さらにグリーグの写真を子どもたちに見せると、「アインシュタインに似ている!」という声が。

グリーグは小柄な人で、演奏会の時は緊張しないように、大事にしているカエルの小さな置物をポケットに忍ばせていたそうです。

 

ここである音源を流します。グリーグ作曲「ペール・ギュント」から「朝」です。

「聴いたことがありますか?」と尋ねると、「上田城で朝、流れている」という地元ならではの答えが飛び出し、澤さんと三浦さんは驚きつつ笑顔に。

 

 

 

グリーグは、「ヴァイオリンソナタ第3番」を、妖精の住む丘と言われる場所に建てた作曲小屋でつくったそうです。

北欧で妖精といえば「トロール」。そこで、トロール人形の写真を見せます。毛むくじゃらで小さく愛嬌のある姿に、子どもたちは大笑い。

 

第1主題は、まるでトロールが登場するような雰囲気だと澤さんは話します。素朴な雰囲気に満ち、トロールが木を切っているのか、川のそばを歩いているのか……。

「いろんな場面を思い浮かべながら聴いてほしい」と伝えて、演奏に入りました。

 

速弾きや歌うようなメロディなど、ヴァイオリンの美点をたっぷり味わえる曲は、時に民族音楽的な味わいも顔を出し、独特の世界をつくりだします。

子どもたちはしばし、グリーグの音楽世界に身を浸します。

 

 

 

質問コーナーでは「いつから(楽器を)やっていますか?」「そのヴァイオリンはいくらしますか?」という質問が出てきました。

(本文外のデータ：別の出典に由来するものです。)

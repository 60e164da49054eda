use std::str::FromStr;

use chrono::{DateTime, Utc};
use serde::Deserialize;

use crate::error::{AppError, ErrorCode};
use crate::models::append::AppendType;

const RESERVED_AUTHORS: &[&str] = &["system"];

#[derive(Debug, Deserialize, Default)]
struct RawItemFields {
    r#type: Option<String>,
    content: Option<String>,
    r#ref: Option<String>,
    priority: Option<String>,
    labels: Option<Vec<String>>,
    #[serde(rename = "dueAt")]
    due_at: Option<DateTime<Utc>>,
    #[allow(dead_code)]
    assigned: Option<String>,
    value: Option<String>,
    #[serde(rename = "expiresInSeconds")]
    expires_in_seconds: Option<i64>,
}

#[derive(Debug, Deserialize)]
struct RawBody {
    author: String,
    #[serde(default)]
    appends: Option<Vec<RawItemFields>>,
    #[serde(flatten)]
    single: RawItemFields,
}

/// A single append item after type resolution, independent of whether it
/// arrived as the lone item in a single-append request or as one element of
/// a batch.
#[derive(Debug, Clone)]
pub struct AppendItem {
    pub r#type: AppendType,
    pub content: Option<String>,
    pub r#ref: Option<String>,
    pub priority: Option<String>,
    pub labels: Option<Vec<String>>,
    pub due_at: Option<DateTime<Utc>>,
    pub value: Option<String>,
    pub expires_in_seconds: Option<i64>,
}

#[derive(Debug, Clone)]
pub struct ParsedRequest {
    pub author: String,
    pub items: Vec<AppendItem>,
}

impl ParsedRequest {
    pub fn is_batch(&self) -> bool {
        self.items.len() > 1
    }
}

/// Parses and validates a request body into its single- or batch-mode
/// items. Unknown append types and malformed authors are rejected here,
/// before any handler or authorization check ever sees the request — the
/// closed type set is enforced at this layer, not in the state machine.
pub fn parse(raw: serde_json::Value) -> Result<ParsedRequest, AppError> {
    let raw: RawBody = serde_json::from_value(raw)
        .map_err(|e| AppError::new(ErrorCode::InvalidRequest, format!("malformed request body: {e}")))?;

    validate_author(&raw.author)?;

    let has_single = raw.single.r#type.is_some();
    let items = match (raw.appends, has_single) {
        (Some(_), true) => {
            return Err(AppError::new(
                ErrorCode::InvalidRequest,
                "single-append fields must not coexist with `appends`",
            ))
        }
        (Some(appends), false) => {
            if appends.is_empty() {
                return Err(AppError::new(ErrorCode::InvalidRequest, "batch must contain at least one append"));
            }
            appends
                .into_iter()
                .map(resolve_item)
                .collect::<Result<Vec<_>, _>>()?
        }
        (None, true) => vec![resolve_item(raw.single)?],
        (None, false) => {
            return Err(AppError::new(
                ErrorCode::InvalidRequest,
                "request must set `type` or provide `appends`",
            ))
        }
    };

    Ok(ParsedRequest { author: raw.author, items })
}

fn resolve_item(raw: RawItemFields) -> Result<AppendItem, AppError> {
    let type_str = raw
        .r#type
        .ok_or_else(|| AppError::new(ErrorCode::InvalidRequest, "append is missing `type`"))?;

    let r#type = AppendType::from_str(&type_str)
        .map_err(|_| AppError::new(ErrorCode::InvalidAppendType, format!("unknown append type '{type_str}'")))?;

    Ok(AppendItem {
        r#type,
        content: raw.content,
        r#ref: raw.r#ref,
        priority: raw.priority,
        labels: raw.labels,
        due_at: raw.due_at,
        value: raw.value,
        expires_in_seconds: raw.expires_in_seconds,
    })
}

fn validate_author(author: &str) -> Result<(), AppError> {
    let valid_len = (1..=64).contains(&author.len());
    let valid_chars = author
        .chars()
        .all(|c| c.is_ascii_alphanumeric() || c == '_' || c == '-');

    if !valid_len || !valid_chars || RESERVED_AUTHORS.contains(&author) {
        return Err(AppError::new(ErrorCode::InvalidAuthor, "author must be 1-64 chars of [A-Za-z0-9_-] and not reserved"));
    }

    Ok(())
}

澤さんと三浦さんは、子どもたちの率直な質問に驚きつつも、丁寧に答えていました。

「ヴァイオリン本体もですが、実は弓も重要です。木の部分のバランスをつくるのが難しいので、弓だけで1000万円、2000万円するものもあります。弓の値段を尋ねたほうが『通だな』と思ってもらえるかもしれません(笑)」。

 

最後にアンコールとして、先ほどのグリーグ「ヴァイオリン・ソナタ第3番」の第2楽章から抜粋して演奏しました。

 

演奏が終わり、おふたりは大きな拍手で見送られます。

音楽の先生が「弦楽器のことについては、また次の授業の時間でやりましょう」と、この体験を大切にしたいという想いを子どもたちに伝え、クラスコンサートは終わりました。